China Speaks Out that Supply Exceeds Demand for Luxury Automakers
China’s economy has been booming for the past 15 years, but things are really slowing down. The auto industry is feeling the slowdown, too. New-vehicle sales in China are only half of what they were a year ago. Surprisingly, automakers are not slowing down production to match demand, and dealers in China are speaking out about it.
Luxury Automakers Continue to Manufacture Cars Despite Slow Sales
General Motors, Volkswagen, BMW, and other luxury automakers are still investing heavily in China. Despite the slowdown in sales, both Volkswagen and General Motors don’t seem to be decreasing their manufacturing rates in China. As a matter of fact, General Motors has plans to open five new factories and invest $14 billion. BMW is in a similar situation.

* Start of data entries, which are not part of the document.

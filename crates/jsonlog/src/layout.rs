//! JSON line rendering
//!
//! [`render`] projects one event onto the fields enabled in a category's
//! [`Layout`](crate::config::Layout). It never fails: a value that cannot be
//! produced (no call site, missing payload property) is left out of the line.

use std::path::Path;

use indexmap::IndexMap;
use serde_json::Value;
use time::OffsetDateTime;
use time::format_description::BorrowedFormatItem;
use time::macros::format_description;

use crate::config::{Field, Level, LogConfig};
use crate::utils;

const TIMESTAMP_FORMAT: &[BorrowedFormatItem<'_>] = format_description!(
    "[year]-[month]-[day] [hour]:[minute]:[second].[subsecond digits:3]"
);

/// Source location an event was emitted from
#[derive(Debug, Clone, Copy, PartialEq, Eq)]
pub struct CallSite {
    /// Source file as reported by the compiler
    pub file: &'static str,
    /// Line number
    pub line: u32,
    /// Enclosing function, when known
    pub function: Option<&'static str>,
}

impl CallSite {
    /// Call site without function attribution
    pub const fn new(file: &'static str, line: u32) -> Self {
        Self {
            file,
            line,
            function: None,
        }
    }

    /// Attach the enclosing function name
    pub const fn with_function(mut self, function: &'static str) -> Self {
        self.function = Some(function);
        self
    }

    /// Location of the caller of a `#[track_caller]` function
    #[track_caller]
    pub fn caller() -> Self {
        let location = std::panic::Location::caller();
        Self::new(location.file(), location.line())
    }

    /// File name without directories
    pub fn file_name(&self) -> &'static str {
        let file = self.file;
        Path::new(file)
            .file_name()
            .and_then(|name| name.to_str())
            .unwrap_or(file)
    }
}

/// One event as seen by the renderer
#[derive(Debug, Clone, Copy)]
pub struct LogEvent<'a> {
    /// When the event was emitted
    pub time: OffsetDateTime,
    /// Severity
    pub level: Level,
    /// Category the event was emitted under
    pub category: &'a str,
    /// Where it was emitted from
    pub call_site: Option<CallSite>,
    /// Application payload; its properties feed the payload fields
    pub payload: &'a Value,
}

impl<'a> LogEvent<'a> {
    /// Event stamped with the current local time
    pub fn now(level: Level, category: &'a str, payload: &'a Value) -> Self {
        Self {
            time: now_local(),
            level,
            category,
            call_site: None,
            payload,
        }
    }

    /// Attach a call site
    pub fn with_call_site(mut self, call_site: Option<CallSite>) -> Self {
        self.call_site = call_site;
        self
    }
}

/// Current time in the local offset, UTC if the offset cannot be determined
pub fn now_local() -> OffsetDateTime {
    OffsetDateTime::now_local().unwrap_or_else(|_| OffsetDateTime::now_utc())
}

/// Format a timestamp as `YYYY-MM-DD HH:mm:ss.SSS`
pub fn format_timestamp(time: OffsetDateTime) -> String {
    time.format(TIMESTAMP_FORMAT).unwrap_or_default()
}

/// Render `event` as a single JSON object using `config`'s layout
pub fn render(config: &LogConfig, event: &LogEvent<'_>) -> String {
    let mut line: IndexMap<&'static str, Value> = IndexMap::with_capacity(Field::COUNT);

    for field in config.layout.enabled_fields() {
        if let Some(value) = field_value(field, event) {
            line.insert(field.key(config.short_field_names), value);
        }
    }

    serde_json::to_string(&line).unwrap_or_else(|_| String::from("{}"))
}

fn field_value(field: Field, event: &LogEvent<'_>) -> Option<Value> {
    match field {
        Field::Timestamp => Some(Value::String(format_timestamp(event.time))),
        Field::Level => Some(Value::from(event.level.label())),
        Field::Category => Some(Value::from(event.category)),
        Field::ServerIp => Some(Value::from(utils::server_ip())),
        Field::File => event.call_site.map(|site| Value::from(site.file_name())),
        Field::Function => event
            .call_site
            .and_then(|site| site.function)
            .map(Value::from),
        Field::LineNumber => event.call_site.map(|site| Value::from(site.line)),
        Field::Data | Field::Id | Field::Context => payload_value(event.payload, field.name()),
    }
}

/// Composite payload values are embedded as JSON text rather than nested
fn payload_value(payload: &Value, name: &str) -> Option<Value> {
    match payload.get(name)? {
        composite @ (Value::Object(_) | Value::Array(_)) => {
            Some(Value::String(composite.to_string()))
        }
        scalar => Some(scalar.clone()),
    }
}

#[cfg(test)]
mod tests {
    use super::*;
    use crate::config::{Field, Layout};
    use pretty_assertions::assert_eq;
    use serde_json::json;
    use time::macros::datetime;

    const T: OffsetDateTime = datetime!(2024-03-05 07:08:09.123456 +02:00);

    fn config_with(fields: &[Field], short: bool) -> LogConfig {
        let mut layout = Layout::default();
        for field in Field::ALL {
            layout.set(field, fields.contains(&field));
        }
        LogConfig {
            layout,
            short_field_names: short,
            ..LogConfig::default()
        }
    }

    fn event<'a>(payload: &'a Value) -> LogEvent<'a> {
        LogEvent {
            time: T,
            level: Level::Info,
            category: "app",
            call_site: None,
            payload,
        }
    }

    #[test]
    fn test_format_timestamp() {
        assert_eq!(format_timestamp(T), "2024-03-05 07:08:09.123");
    }

    #[test]
    fn test_short_names_in_declaration_order() {
        let config = config_with(&[Field::Level, Field::Timestamp], true);
        let payload = json!({});
        assert_eq!(
            render(&config, &event(&payload)),
            r#"{"ts":"2024-03-05 07:08:09.123","lvl":"INFO"}"#
        );
    }

    #[test]
    fn test_composite_data_is_stringified() {
        let config = config_with(&[Field::Data], false);
        let payload = json!({"data": {"key": "value"}});
        assert_eq!(
            render(&config, &event(&payload)),
            r#"{"data":"{\"key\":\"value\"}"}"#
        );
    }

    #[test]
    fn test_scalar_payload_fields_kept_as_is() {
        let config = config_with(&[Field::Data, Field::Id, Field::Context], true);
        let payload = json!({"data": "GET /clients/123", "id": 123_456_789, "context": ["a"]});
        assert_eq!(
            render(&config, &event(&payload)),
            r#"{"dt":"GET /clients/123","id":123456789,"ctx":"[\"a\"]"}"#
        );
    }

    #[test]
    fn test_missing_values_are_omitted() {
        let config = config_with(
            &[Field::Data, Field::File, Field::Function, Field::LineNumber, Field::Id],
            false,
        );
        let payload = json!("not an object");
        assert_eq!(render(&config, &event(&payload)), "{}");
    }

    #[test]
    fn test_call_site_fields() {
        let config = config_with(
            &[Field::File, Field::Function, Field::LineNumber, Field::Category],
            false,
        );
        let payload = Value::Null;
        let site = CallSite::new("src/handlers/users.rs", 42).with_function("get_user");
        let event = event(&payload).with_call_site(Some(site));

        assert_eq!(
            render(&config, &event),
            r#"{"file":"users.rs","function":"get_user","lineNumber":42,"category":"app"}"#
        );
    }

    #[test]
    fn test_server_ip_field() {
        let config = config_with(&[Field::ServerIp], true);
        let payload = Value::Null;
        let rendered: Value = serde_json::from_str(&render(&config, &event(&payload))).unwrap();
        assert_eq!(rendered["sIp"], utils::server_ip());
    }

    #[test]
    fn test_caller_location() {
        let site = CallSite::caller();
        assert_eq!(site.file_name(), "layout.rs");
        assert_eq!(site.line, line!() - 2);
        assert_eq!(site.function, None);
    }
}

Even China’s domestic automakers, such as Great Wall Motors, Chery, and Geely are seeing fewer sales. They’ve always struggled to compete with foreign car manufacturers because of quality and safety issues, but this year seems to be worse than usual. This has caused almost all car manufacturers in China to have a surplus of goods, which is costing them money because of storage and logistics. Of course, car dealers are the ones that are really hurting.
Car Dealers Have an Overstock of Cars in Their Showrooms
Car dealers cut prices this year because of the slow sales. However, they are still obligated to buy the extra cars from manufacturers. This has hurt dealers a lot while automakers have seemingly no repercussions. Luo Lei, Deputy Secretary General of the China Automobile Dealers Association, complained to the government that this is not fair. He said, “Over the past years, carmakers, especially luxury brands, have been too aggressive in their quest for China market share. Now with the problem fully exposed, I expect to see an obvious slowdown in their pace of expansion next year.”
Some auto dealers are fighting back. Reuters reported that because of the protests, BMW will pay $820 million in subsidies to dealers in China to share the costs of storing the surplus of vehicles. The overstock is at the highest level it has ever been. Other car manufacturers may need to pay similar subsidies to keep car dealers at bay.
Why Luxury Car Manufactures Are Still Betting on China
Even though China’s economy has slowed down, car manufacturers still think that it is an important location to do business. Some manufacturers suspect that Chinese consumers will become more like Americans and embrace the idea of financing and leasing. This would boost auto sales and normalize the surplus of cars. The International Business Times reported that only 20 percent of Chinese buyers chose auto loans while 85 percent of Americans opted for auto loans.
The problem right now is the storage of surplus vehicles and the fact that dealers seems to be responsible for the costs instead of car manufacturers. The market most likely will normalize, but car manufacturers need to deal with their current supply chain problems instead of waiting for the market to turn around.